Collected data entries:

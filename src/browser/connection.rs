use crate::error::{AppError, AppResult};
use chromiumoxide::{Browser, BrowserConfig, Handler};
use futures::StreamExt;
use tokio::time::sleep;
use tracing::{debug, error, info, warn};

/// 连接到已开启调试端口的浏览器，连不上时启动一个有界面的新浏览器
///
/// # 参数
/// - `port`: 远程调试端口
///
/// # 返回
/// 浏览器句柄；事件循环已在后台运行
pub async fn connect_or_launch(port: u16) -> AppResult<Browser> {
    let browser_url = format!("http://localhost:{}", port);
    info!("正在连接到浏览器: {}", browser_url);

    let (browser, handler) = match Browser::connect(&browser_url).await {
        Ok(pair) => {
            debug!("浏览器连接成功");
            pair
        }
        Err(e) => {
            warn!("⚠️ 连接浏览器失败 ({})，改为启动新的浏览器窗口", e);
            launch_headed().await?
        }
    };

    spawn_event_loop(handler);

    // 添加短暂延迟以等待浏览器状态同步
    sleep(tokio::time::Duration::from_millis(300)).await;

    Ok(browser)
}

/// 授权页需要用户操作，所以这里不用无头模式
async fn launch_headed() -> AppResult<(Browser, Handler)> {
    info!("🚀 启动浏览器...");

    let config = BrowserConfig::builder().with_head().build().map_err(|e| {
        error!("配置浏览器失败: {}", e);
        AppError::browser(format!("配置浏览器失败: {}", e))
    })?;

    let pair = Browser::launch(config).await.map_err(|e| {
        error!("启动浏览器失败: {}", e);
        e
    })?;
    debug!("浏览器启动成功");
    Ok(pair)
}

/// 在后台处理浏览器事件
fn spawn_event_loop(mut handler: Handler) {
    tokio::spawn(async move {
        while let Some(h) = handler.next().await {
            if h.is_err() {
                break;
            }
        }
    });
}
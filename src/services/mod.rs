pub mod oauth_service;
pub mod page_parser;
pub mod paste_resolver;
pub mod record_store;
pub mod report;
pub mod upload_service;

pub use oauth_service::{OAuthService, OAuthStage};
pub use page_parser::parse_problem_page;
pub use paste_resolver::PasteResolver;
pub use record_store::{ConfigStore, ProblemStore};
pub use report::render_problem_list;
pub use upload_service::{slugify, submission_path, UploadService};
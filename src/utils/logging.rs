/// 日志工具模块
///
/// 提供日志初始化和输出的辅助函数。stdout 是回复通道，日志一律写到 stderr
use crate::config::Config;
use tracing::info;
use tracing_subscriber::EnvFilter;

/// 初始化日志
///
/// 优先使用 `RUST_LOG`，否则按 `verbose` 选择 debug / info
pub fn init(verbose: bool) {
    let default_level = if verbose { "debug" } else { "info" };
    let filter = EnvFilter::try_from_default_env()
        .unwrap_or_else(|_| EnvFilter::new(format!("cses_sync={}", default_level)));

    // 测试中可能重复初始化，忽略错误
    let _ = tracing_subscriber::fmt()
        .with_env_filter(filter)
        .with_writer(std::io::stderr)
        .try_init();
}

/// 记录程序启动信息
pub fn log_startup(config: &Config) {
    info!("{}", "=".repeat(60));
    info!("🚀 cses-sync 启动 - 等待 stdin 上的 action 消息");
    info!("💾 数据文件: {}", config.data_file);
    info!("🌐 GitHub API: {}", config.github_api_base_url);
    info!("{}", "=".repeat(60));
}

/// 截断长文本用于日志显示
///
/// # 参数
/// - `text`: 原始文本
/// - `max_len`: 最大长度
///
/// # 返回
/// 返回截断后的文本
pub fn truncate_text(text: &str, max_len: usize) -> String {
    if text.chars().count() > max_len {
        text.chars().take(max_len).collect::<String>() + "..."
    } else {
        text.to_string()
    }
}

#[cfg(test)]
mod tests {
    use super::*;

    #[test]
    fn test_truncate_text_counts_chars() {
        assert_eq!(truncate_text("短文本", 10), "短文本");
        assert_eq!(truncate_text("一二三四五", 3), "一二三...");
    }
}
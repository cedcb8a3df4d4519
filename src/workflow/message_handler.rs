//! action 消息分发 - 流程层
//!
//! 每条消息交给一个处理函数，处理函数只在 I/O 处挂起；
//! 所有错误都在这里被捕获并变成 `{ok: false, error}`，不会让进程崩溃，也不重试

use crate::clients::RepoContentsClient;
use crate::config::Config;
use crate::error::{AppError, AppResult, ConfigError};
use crate::infrastructure::{AuthLauncher, HttpTransport, KeyValueStore};
use crate::models::{Request, Response, Submission, SyncConfig, DEFAULT_BASE_PATH};
use crate::services::{
    parse_problem_page, render_problem_list, ConfigStore, OAuthService, PasteResolver,
    ProblemStore, UploadService,
};
use crate::workflow::submit_flow::{resolve_code, SolutionForm, DEFAULT_LANG};
use std::time::Duration;
use tracing::{debug, info, warn};

/// 消息处理器
///
/// 持有所有服务；传输和存储在服务之间共享（clone 的是句柄）
pub struct MessageHandler<T, S, L> {
    problems: ProblemStore<S>,
    configs: ConfigStore<S>,
    resolver: PasteResolver<T>,
    uploader: UploadService<T>,
    oauth: OAuthService<T, S, L>,
}

impl<T, S, L> MessageHandler<T, S, L>
where
    T: HttpTransport + Clone,
    S: KeyValueStore + Clone,
    L: AuthLauncher,
{
    /// 创建新的消息处理器
    pub fn new(transport: T, store: S, launcher: L, config: &Config) -> Self {
        Self {
            problems: ProblemStore::new(store.clone()),
            configs: ConfigStore::new(store.clone()),
            resolver: PasteResolver::new(transport.clone()),
            uploader: UploadService::new(RepoContentsClient::new(
                transport.clone(),
                config.github_api_base_url.clone(),
            )),
            oauth: OAuthService::new(
                transport,
                ConfigStore::new(store),
                launcher,
                config.oauth_authorize_url.clone(),
                Duration::from_secs(config.auth_timeout_secs),
            ),
        }
    }

    /// 处理一条消息，恰好返回一个回复
    pub async fn handle(&self, request: Request) -> Response {
        let action = request.action();
        debug!("收到 action: {}", action);

        match self.dispatch(request).await {
            Ok(response) => response,
            Err(e) => {
                warn!("❌ {} 失败: {}", action, e);
                Response::error(e.to_string())
            }
        }
    }

    async fn dispatch(&self, request: Request) -> AppResult<Response> {
        match request {
            Request::FetchPaste { url } => {
                let content = self.resolver.resolve(&url).await?;
                Ok(Response::with_content(content))
            }
            Request::UploadSubmission {
                problem_id,
                code,
                lang,
                source_url,
                title,
            } => {
                self.upload_submission(&problem_id, code, lang, source_url, title.as_deref())
                    .await
            }
            Request::StartOAuth {
                client_id,
                exchange_url,
            } => {
                self.oauth.authorize(&client_id, &exchange_url).await?;
                Ok(Response::ok())
            }
            Request::SaveStatus {
                problem_id,
                solved,
                title,
                url,
            } => {
                self.problems
                    .save_status(&problem_id, solved, title.as_deref(), url.as_deref())
                    .await?;
                Ok(Response::ok())
            }
            Request::GetAll => Ok(Response::with_problems(self.problems.get_all().await?)),
            Request::Sync { repo, path, token } => self.sync(&repo, &path, token).await,
            Request::SaveConfig {
                repo,
                base_path,
                token,
                store_token,
                client_id,
                exchange_url,
            } => {
                let config = SyncConfig {
                    repo: repo.trim().to_string(),
                    base_path: match base_path.trim() {
                        "" => DEFAULT_BASE_PATH.to_string(),
                        path => path.to_string(),
                    },
                    token: token
                        .map(|t| t.trim().to_string())
                        .filter(|t| store_token && !t.is_empty()),
                    client_id: client_id.trim().to_string(),
                    exchange_url: exchange_url.trim().to_string(),
                };
                self.configs.save(&config).await?;
                info!("💾 同步配置已保存 (repo: {})", config.repo);
                Ok(Response::with_config(config))
            }
            Request::GetConfig => Ok(Response::with_config(self.configs.load().await?)),
            Request::SubmitSolution {
                problem_id,
                title,
                lang,
                source_url,
                code,
            } => {
                let form = SolutionForm {
                    problem_id,
                    title,
                    lang,
                    source_url,
                    code,
                };
                let code = resolve_code(&self.resolver, &form).await?;
                self.upload_submission(
                    &form.problem_id,
                    code,
                    form.lang().to_string(),
                    form.source_url().map(str::to_string),
                    form.title.as_deref(),
                )
                .await
            }
            Request::ListProblems => {
                let problems = self.problems.get_all().await?;
                Ok(Response::with_lines(render_problem_list(&problems)))
            }
            Request::ParsePage { url, html } => {
                let page = parse_problem_page(&url, &html)
                    .ok_or_else(|| AppError::InvalidMessage(format!("not a problem page: {}", url)))?;
                Ok(Response::with_page(page))
            }
        }
    }

    /// 先在本地记为已解决，再上传；没有 token 时本地记录仍然保留
    async fn upload_submission(
        &self,
        problem_id: &str,
        code: String,
        lang: String,
        source_url: Option<String>,
        title: Option<&str>,
    ) -> AppResult<Response> {
        let lang = match lang.trim() {
            "" => DEFAULT_LANG.to_string(),
            lang => lang.to_string(),
        };
        let submission = Submission::new(code, lang, source_url);
        let problems = self
            .problems
            .record_submission(problem_id, submission.clone(), title)
            .await?;

        let config = self.configs.load().await?;
        let token = config.token().ok_or(ConfigError::NoToken)?;

        let result = self
            .uploader
            .upload_submission(
                &problems,
                problem_id,
                &submission,
                &config.repo,
                config.effective_base_path(),
                token,
            )
            .await?;
        Ok(Response::with_result(result.raw))
    }

    /// 同步快照；消息里没带 token 时用保存的 token
    async fn sync(&self, repo: &str, path: &str, token: Option<String>) -> AppResult<Response> {
        let problems = self.problems.get_all().await?;
        let token = match token.filter(|t| !t.trim().is_empty()) {
            Some(token) => token,
            None => self
                .configs
                .load()
                .await?
                .token()
                .map(str::to_string)
                .unwrap_or_default(),
        };

        let result = self
            .uploader
            .sync_snapshot(&problems, repo, path, &token)
            .await?;
        Ok(Response::with_result(result.raw))
    }
}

Problem to work on:
Copy each line of the records that contains the word "report".

Answer section:
pub mod report;
pub use report::render_problem_list;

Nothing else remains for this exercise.